Do you have a log file of the velocity commands you send ?
Or a small sequence that triggers the crash?

Here is a second set of data with the log and figure of the velocity command : https://filesender.renater.fr/?s=download&token=a7846323-cb15-eb00-3651-d97283601f14 (do not use the mk2 data I copied those value by error from a previous test). The command remains between the bounds (vx, vy, vz goes between -0.45 and +0.45). In order to repeat the crash we then switch the command repeatedly between cmd_vel_max and cmd_vel_min until the drone start to diverge. Then maneuver does not respond to the command that is 0,0,0,0 (I can send you the video of the simulation as well if you want)

#8

Updated by Anthony Mallet 5 months ago

On Friday 26 Oct 2018, at 15:18, Pol MORDEL wrote:

The command remains between the bounds (vx, vy, vz goes between
-0.45 and +0.45). In order to repeat the crash we then switch the
command repeatedly between cmd_vel_max and cmd_vel_min until the
drone start to diverge. Then maneuver does not respond to the
command that is 0,0,0,0 (I can send you the video of the simulation
as well if you want)

So far I could not reproduce any similar crash (in simulation),
sending alternating -0.5 and +0.5 x,y velocities at various
frequencies, up to 500Hz.

So I have a few additional questions/remarks:

  • When you say "command that is 0,0,0,0", what does it mean?
    maneuveur::velocity expects vx, vy, vz, wz, ax, ay, az, duration.
    I imagine that 0,0,0,0 mean 0 velocity, but what about acceleration
    and duration?
  • In general, when you use a duration > 0, maneuver::velocity may
    reply with an error that this is not feasable given current state
    and velocity (and acceleration, jerk etc.) limits.
    Using a duration of 0 is safer from this point of view, and also
    gives you the "minimum time trajectory" to reach the desired
    velocity/acceleration.

In your last logs, the last maneuver acceleration is not 0. This
means that a maneuver::velocity command with 0 is not taken into
account. Did you check that the 'duration' is OK with the limits (or
0) ?

  • What do you mean by "maneuver does not respond"? Does it crash or
    block? Any error message?
  • Do you have nhfc error messages about "emergency descent" ?
#9

Updated by Pol MORDEL 5 months ago

What do you mean by "maneuver does not respond"? Does it crash or
block? Any error message?
  • I just meant that it does not repond to the input of maneuver::velocity anymore.
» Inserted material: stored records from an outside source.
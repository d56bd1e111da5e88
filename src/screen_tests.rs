// SPDX-License-Identifier: BUSL-1.1
// Copyright (c) 2026 Alfred Jean LLC

use super::*;

#[test]
fn feed_plain_text() {
    let mut screen = Screen::new(80, 24);
    screen.feed(b"hello world");
    let snap = screen.snapshot();
    assert!(snap.lines[0].contains("hello world"));
    assert_eq!(snap.sequence, 1);
}

#[test]
fn feed_ansi_color() {
    let mut screen = Screen::new(80, 24);
    // Red text "hi" then reset
    screen.feed(b"\x1b[31mhi\x1b[0m");
    let snap = screen.snapshot();
    assert!(snap.lines[0].contains("hi"));
}

#[test]
fn alt_screen_toggle() {
    let mut screen = Screen::new(80, 24);
    assert!(!screen.is_alt_screen());

    // Enter alt screen
    screen.feed(b"\x1b[?1049h");
    assert!(screen.is_alt_screen());

    // Leave alt screen
    screen.feed(b"\x1b[?1049l");
    assert!(!screen.is_alt_screen());
}

#[test]
fn resize() {
    let mut screen = Screen::new(80, 24);
    screen.resize(40, 10);
    let snap = screen.snapshot();
    assert_eq!(snap.cols, 40);
    assert_eq!(snap.rows, 10);
}

#[test]
fn changed_flag() {
    let mut screen = Screen::new(80, 24);
    assert!(!screen.changed());

    screen.feed(b"x");
    assert!(screen.changed());

    screen.clear_changed();
    assert!(!screen.changed());
}

#[test]
fn empty_feed_is_noop() {
    let mut screen = Screen::new(80, 24);
    screen.feed(b"");
    assert!(!screen.changed());
    assert_eq!(screen.seq(), 0);
}

#[test]
fn cursor_position() {
    let mut screen = Screen::new(80, 24);
    screen.feed(b"abc");
    let snap = screen.snapshot();
    assert_eq!(snap.cursor.col, 3);
    assert_eq!(snap.cursor.row, 0);
}

#[test]
fn alt_screen_toggle_split_across_chunks() {
    let screen = Screen::new(80, 24);
    assert!(!screen.is_alt_screen());

    // Split "\x1b[?1049h" across two feed() calls at every possible boundary.
    let seq = b"\x1b[?1049h";
    for split in 1..seq.len() {
        let mut s = Screen::new(80, 24);
        s.feed(&seq[..split]);
        s.feed(&seq[split..]);
        assert!(s.is_alt_screen(), "split at byte {split}: expected alt screen ON");
    }

    // Now test disable split: "\x1b[?1049l"
    let seq_off = b"\x1b[?1049l";
    for split in 1..seq_off.len() {
        let mut s = Screen::new(80, 24);
        s.feed(b"\x1b[?1049h"); // enter alt screen first
        assert!(s.is_alt_screen());

        s.feed(&seq_off[..split]);
        s.feed(&seq_off[split..]);
        assert!(!s.is_alt_screen(), "split at byte {split}: expected alt screen OFF");
    }
}

#[test]
fn alt_screen_toggle_with_surrounding_data() {
    let mut screen = Screen::new(80, 24);
    // Sequence embedded in surrounding output, split right before the final byte
    let chunk1 = b"hello\x1b[?1049".to_vec();
    let chunk2 = b"hworld";
    screen.feed(&chunk1);
    assert!(!screen.is_alt_screen(), "not yet complete");
    screen.feed(chunk2);
    assert!(screen.is_alt_screen(), "should detect split sequence");
}

#[test]
fn feed_split_utf8_two_byte() -> anyhow::Result<()> {
    let mut screen = Screen::new(80, 24);
    // é is U+00E9, encoded as [0xC3, 0xA9]
    screen.feed(&[0xC3]);
    screen.feed(&[0xA9]);
    let snap = screen.snapshot();
    assert!(snap.lines[0].contains('é'), "expected é, got: {}", snap.lines[0]);
    Ok(())
}

#[test]
fn feed_split_utf8_three_byte() -> anyhow::Result<()> {
    let mut screen = Screen::new(80, 24);
    // ★ is U+2605, encoded as [0xE2, 0x98, 0x85]
    screen.feed(&[0xE2]);
    screen.feed(&[0x98, 0x85]);
    let snap = screen.snapshot();
    assert!(snap.lines[0].contains('★'), "expected ★, got: {}", snap.lines[0]);
    Ok(())
}

#[test]
fn feed_split_utf8_four_byte() -> anyhow::Result<()> {
    let mut screen = Screen::new(80, 24);
    // 😀 is U+1F600, encoded as [0xF0, 0x9F, 0x98, 0x80]
    screen.feed(&[0xF0, 0x9F]);
    screen.feed(&[0x98, 0x80]);
    let snap = screen.snapshot();
    assert!(snap.lines[0].contains('😀'), "expected 😀, got: {}", snap.lines[0]);
    Ok(())
}

#[test]
fn feed_split_utf8_with_surrounding_ascii() -> anyhow::Result<()> {
    let mut screen = Screen::new(80, 24);
    // "abc" + first byte of é
    screen.feed(b"abc\xC3");
    // second byte of é + "def"
    screen.feed(b"\xA9def");
    let snap = screen.snapshot();
    assert!(snap.lines[0].contains("abcédef"), "expected abcédef, got: {}", snap.lines[0]);
    Ok(())
}

#[test]
fn decset_1049_enters_and_decrst_restores_screen() {
    let mut screen = Screen::new(20, 5);
    screen.feed(b"Line A\r\nLine B\r\n");
    let before = screen.snapshot();
    assert!(!before.alt_screen);

    screen.feed(b"\x1b[?1049h");
    assert!(screen.is_alt_screen());
    screen.feed(b"alt content");

    screen.feed(b"\x1b[?1049l");
    assert!(!screen.is_alt_screen());

    let after = screen.snapshot();
    assert_eq!(after.lines[0].trim_end(), before.lines[0].trim_end());
    assert_eq!(after.lines[1].trim_end(), before.lines[1].trim_end());
}

#[test]
fn decset_1047_and_1048_behave_like_1049() {
    for (on, off) in [
        (&b"\x1b[?1047h"[..], &b"\x1b[?1047l"[..]),
        (&b"\x1b[?1048h"[..], &b"\x1b[?1048l"[..]),
    ] {
        let mut screen = Screen::new(20, 5);
        screen.feed(b"main screen\r\n");
        let before = screen.snapshot();

        screen.feed(on);
        assert!(screen.is_alt_screen());
        screen.feed(b"scratch\r\n");

        screen.feed(off);
        assert!(!screen.is_alt_screen());

        let after = screen.snapshot();
        assert_eq!(after.lines[0].trim_end(), before.lines[0].trim_end());
    }
}

#[test]
fn resize_invalidates_saved_buffer() {
    let mut screen = Screen::new(20, 5);
    screen.feed(b"original content\r\n");

    screen.feed(b"\x1b[?1049h");
    assert!(screen.is_alt_screen());
    screen.feed(b"alt content\r\n");

    screen.resize(30, 10);

    screen.feed(b"\x1b[?1049l");
    assert!(!screen.is_alt_screen());

    let snap = screen.snapshot();
    // The restored screen must NOT contain the pre-entry content: resize
    // discarded the saved buffer, so exiting just clears instead.
    assert!(!snap.lines.iter().any(|l| l.contains("original content")));
}

#[test]
fn expand_partial_clear_leaves_short_runs_unchanged() {
    let data = CLEAR_UP_PAIR.repeat(2);
    let out = expand_partial_clear(&data, 20);
    assert_eq!(out, data);
}

#[test]
fn expand_partial_clear_leaves_full_height_runs_unchanged() {
    let data = CLEAR_UP_PAIR.repeat(20);
    let out = expand_partial_clear(&data, 20);
    assert_eq!(out, data);
}

#[test]
fn expand_partial_clear_extends_partial_runs_to_cursor_row() {
    let data = CLEAR_UP_PAIR.repeat(5);
    let out = expand_partial_clear(&data, 20);
    assert_eq!(out, CLEAR_UP_PAIR.repeat(20));
}

#[test]
fn expand_partial_clear_preserves_surrounding_bytes() {
    let mut data = b"before:".to_vec();
    data.extend_from_slice(&CLEAR_UP_PAIR.repeat(4));
    data.extend_from_slice(b":after");

    let out = expand_partial_clear(&data, 10);

    let mut expected = b"before:".to_vec();
    expected.extend_from_slice(&CLEAR_UP_PAIR.repeat(10));
    expected.extend_from_slice(b":after");

    assert_eq!(out, expected);
}

#[test]
fn partial_clear_then_fresh_prompt_leaves_one_line() {
    let mut screen = Screen::new(20, 25);
    for i in 0..20 {
        screen.feed(format!("old line {i}\r\n").as_bytes());
    }
    let cursor_row = screen.cursor_row();

    let clear = expand_partial_clear(&CLEAR_UP_PAIR.repeat(5), cursor_row);
    screen.feed(&clear);
    screen.feed(b"\x1b[2K\x1b[GFresh prompt\r\n");

    let snap = screen.snapshot();
    let non_empty: Vec<&String> = snap.lines.iter().filter(|l| !l.trim().is_empty()).collect();
    assert_eq!(non_empty.len(), 1);
    assert_eq!(non_empty[0].trim(), "Fresh prompt");
}
use proptest::prelude::*;

use super::*;

proptest! {
    #[test]
    fn resize_round_trips_for_any_geometry(cols in 1u16..=2000, rows in 1u16..=2000) {
        let text = format!(r#"["resize",{{"cols":{cols},"rows":{rows}}}]"#);
        let parsed = parse_client_envelope(&text);
        prop_assert_eq!(parsed, Some(ClientEnvelope::Resize { cols, rows }));
    }

    #[test]
    fn stdin_round_trips_through_encode_and_parse(data in "[a-zA-Z0-9 \n]{0,64}") {
        let encoded = serde_json::json!(["stdin", data]).to_string();
        let parsed = parse_client_envelope(&encoded);
        prop_assert_eq!(parsed, Some(ClientEnvelope::Stdin(data)));
    }
}

#[test]
fn parses_stdin_envelope() {
    let env = parse_client_envelope(r#"["stdin","ls\n"]"#).expect("parse");
    assert_eq!(env, ClientEnvelope::Stdin("ls\n".to_owned()));
}

#[test]
fn parses_resize_envelope() {
    let env = parse_client_envelope(r#"["resize",{"cols":90,"rows":25}]"#).expect("parse");
    assert_eq!(env, ClientEnvelope::Resize { cols: 90, rows: 25 });
}

#[test]
fn parses_ping_with_arbitrary_payload() {
    let env = parse_client_envelope(r#"["ping","abc123"]"#).expect("parse");
    assert_eq!(env, ClientEnvelope::Ping(Value::String("abc123".to_owned())));
}

#[test]
fn unknown_verb_is_unrecognized_not_rejected() {
    let env = parse_client_envelope(r#"["frobnicate",42]"#).expect("parse");
    assert_eq!(env, ClientEnvelope::Unrecognized);
}

#[test]
fn non_array_payload_is_rejected() {
    assert!(parse_client_envelope(r#"{"verb":"stdin"}"#).is_none());
}

#[test]
fn three_element_array_is_rejected() {
    assert!(parse_client_envelope(r#"["stdin","x","y"]"#).is_none());
}

#[test]
fn resize_missing_fields_is_rejected() {
    assert!(parse_client_envelope(r#"["resize",{"cols":90}]"#).is_none());
}

#[test]
fn exit_envelope_encodes_as_single_element_array() {
    assert_eq!(ServerEnvelope::Exit.to_text(), r#"["exit"]"#);
}

#[test]
fn error_envelope_round_trips_through_json() {
    let text = ServerEnvelope::Error("No app configured".to_owned()).to_text();
    let value: Value = serde_json::from_str(&text).unwrap();
    assert_eq!(value, serde_json::json!(["error", "No app configured"]));
}

#[test]
fn pong_replies_verbatim() {
    let text = ServerEnvelope::Pong(Value::String("abc123".to_owned())).to_text();
    assert_eq!(text, r#"["pong","abc123"]"#);
}
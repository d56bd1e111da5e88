use super::*;
use serial_test::serial;
use tokio::sync::mpsc;

fn sample_apps() -> Vec<AppEntry> {
    vec![
        AppEntry {
            name: "Shell".to_owned(),
            slug: "shell".to_owned(),
            command: "/bin/sh".to_owned(),
            working_directory: "/tmp".to_owned(),
            terminal: true,
        },
        AppEntry {
            name: "Echo App".to_owned(),
            slug: "echo-app".to_owned(),
            command: "printf '__GANGLION__\\n'".to_owned(),
            working_directory: "/tmp".to_owned(),
            terminal: false,
        },
    ]
}

fn make_connector() -> Connector {
    let (tx, _rx) = mpsc::channel(1);
    Connector::new(tx)
}

#[tokio::test]
async fn unknown_slug_is_rejected() {
    let manager = SessionManager::new(sample_apps());
    let result = manager
        .new_session(RouteKey::new("r1"), SessionId::generate(), "nope", 80, 24, make_connector())
        .await;
    assert!(result.is_err());
}

#[tokio::test]
#[serial]
async fn terminal_slug_is_registered_by_route_key_and_id() {
    let manager = SessionManager::new(sample_apps());
    let route = RouteKey::new("r2");
    let session = manager
        .new_session(route.clone(), SessionId::generate(), "shell", 80, 24, make_connector())
        .await
        .expect("create session");

    let found = manager.get_session_by_route_key(&route).await.expect("route registered");
    assert_eq!(found.id(), session.id());

    manager.close_all().await;
}

#[tokio::test]
#[serial]
async fn app_slug_spawns_framed_session() {
    let manager = SessionManager::new(sample_apps());
    let route = RouteKey::new("r3");
    let session = manager
        .new_session(route.clone(), SessionId::generate(), "echo-app", 80, 24, make_connector())
        .await
        .expect("create session");

    assert!(matches!(*session, Session::App(_)));
    manager.close_all().await;
}

#[tokio::test]
async fn missing_route_key_returns_none() {
    let manager = SessionManager::new(sample_apps());
    assert!(manager.get_session_by_route_key(&RouteKey::new("ghost")).await.is_none());
}
// SPDX-License-Identifier: BUSL-1.1
// Copyright (c) 2026 Alfred Jean LLC

//! Opaque session identity.

use std::fmt;

use rand::Rng;
use serde::{Deserialize, Serialize};

const ALPHABET: &[u8] = b"abcdefghijklmnopqrstuvwxyz0123456789";
const ID_LEN: usize = 12;

fn generate_id() -> String {
    let mut rng = rand::rng();
    (0..ID_LEN)
        .map(|_| ALPHABET[rng.random_range(0..ALPHABET.len())] as char)
        .collect()
}

/// Opaque identifier for a live server-side session. Never mutated after
/// creation; distinct from [`RouteKey`] even though both are plain strings.
#[derive(Debug, Clone, PartialEq, Eq, Hash, PartialOrd, Ord, Serialize, Deserialize)]
pub struct SessionId(String);

impl SessionId {
    /// Generate a fresh, globally-unique-for-this-process session id.
    pub fn generate() -> Self {
        Self(generate_id())
    }

    pub fn as_str(&self) -> &str {
        &self.0
    }
}

impl fmt::Display for SessionId {
    fn fmt(&self, f: &mut fmt::Formatter<'_>) -> fmt::Result {
        f.write_str(&self.0)
    }
}

/// Identifies a browser tab's logical route (`/ws/<route_key>`). One
/// `RouteKey` maps to at most one live [`SessionId`] at a time.
#[derive(Debug, Clone, PartialEq, Eq, Hash, PartialOrd, Ord, Serialize, Deserialize)]
pub struct RouteKey(String);

impl RouteKey {
    pub fn new(raw: impl Into<String>) -> Self {
        Self(raw.into())
    }

    pub fn as_str(&self) -> &str {
        &self.0
    }
}

impl fmt::Display for RouteKey {
    fn fmt(&self, f: &mut fmt::Formatter<'_>) -> fmt::Result {
        f.write_str(&self.0)
    }
}

impl From<String> for RouteKey {
    fn from(raw: String) -> Self {
        Self(raw)
    }
}

#[cfg(test)]
#[path = "identity_tests.rs"]
mod tests;
use super::*;
use crate::identity::SessionId;
use serial_test::serial;
use tokio::sync::mpsc;

fn make_connector() -> (Connector, mpsc::Receiver<super::super::ConnectorEvent>) {
    let (tx, rx) = mpsc::channel(1);
    (Connector::new(tx), rx)
}

#[test]
fn split_command_honors_quotes() {
    let argv = split_command("echo 'hello world' foo");
    assert_eq!(argv, vec!["echo", "hello world", "foo"]);
}

#[test]
fn split_command_falls_back_to_sh_when_empty() {
    std::env::remove_var("SHELL");
    let argv = split_command("");
    assert_eq!(argv, vec!["/bin/sh".to_owned()]);
}

#[tokio::test]
#[serial]
async fn spawned_shell_echoes_output_to_connector() {
    let (connector, mut rx) = make_connector();
    let session = TerminalSession::spawn(
        SessionId::generate(),
        "/bin/sh -c 'echo hi; sleep 5'",
        "/tmp",
        80,
        24,
        connector,
    )
    .expect("spawn");

    let mut saw_hi = false;
    for _ in 0..20 {
        match tokio::time::timeout(std::time::Duration::from_millis(500), rx.recv()).await {
            Ok(Some(super::super::ConnectorEvent::Data(bytes))) => {
                if String::from_utf8_lossy(&bytes).contains("hi") {
                    saw_hi = true;
                    break;
                }
            }
            Ok(Some(_)) => {}
            Ok(None) | Err(_) => break,
        }
    }
    assert!(saw_hi, "expected connector to observe child output");

    session.close().await;
    assert_eq!(session.state(), ProcessState::Closed);
}

#[tokio::test]
#[serial]
async fn close_is_idempotent_and_reaches_closed_state() {
    let (connector, _rx) = make_connector();
    let session =
        TerminalSession::spawn(SessionId::generate(), "/bin/sh", "/tmp", 80, 24, connector).expect("spawn");

    session.close().await;
    session.close().await;
    assert_eq!(session.state(), ProcessState::Closed);
}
Maneuver does not crash nor give any error messages
In general, when you use a duration > 0, maneuver::velocity may
reply with an error that this is not feasable given current state
and velocity (and acceleration, jerk etc.) limits.
Using a duration of 0 is safer from this point of view, and also
gives you the "minimum time trajectory" to reach the desired
velocity/acceleration.
  • I used to set the duration to 1. Passing this parameter to 0 did indeed improve the behavior and i was not able to reproduce the crash in simulation.
  • Howerver, while testing this setup using three quadrotors (and duration to 0) in the same simulation, after about one minute the simulation stopped and I get the following error message :
...
samples 202
8.7e-05
samples 202
0.000219
16:39:17.118333:genomixd: sock17cbc90: reply status 400: {"ex":"::genom::mwerr","detail":{"what":"S_csLib_TOO_MANY_RQST_IDS"}}
16:39:17.804482:genomixd: sock1819cb0: reply status 400: {"ex":"::genom::mwerr","detail":{"what":"S_csLib_TOO_MANY_RQST_IDS"}}
samples 56
7.5e-05
samples 56
6.9e-05

"samples" comes form printf in maneuver (maybe we could remove it since it was meant for debug I guess ?) but the TOO_MANY_RQST_IDS error is new.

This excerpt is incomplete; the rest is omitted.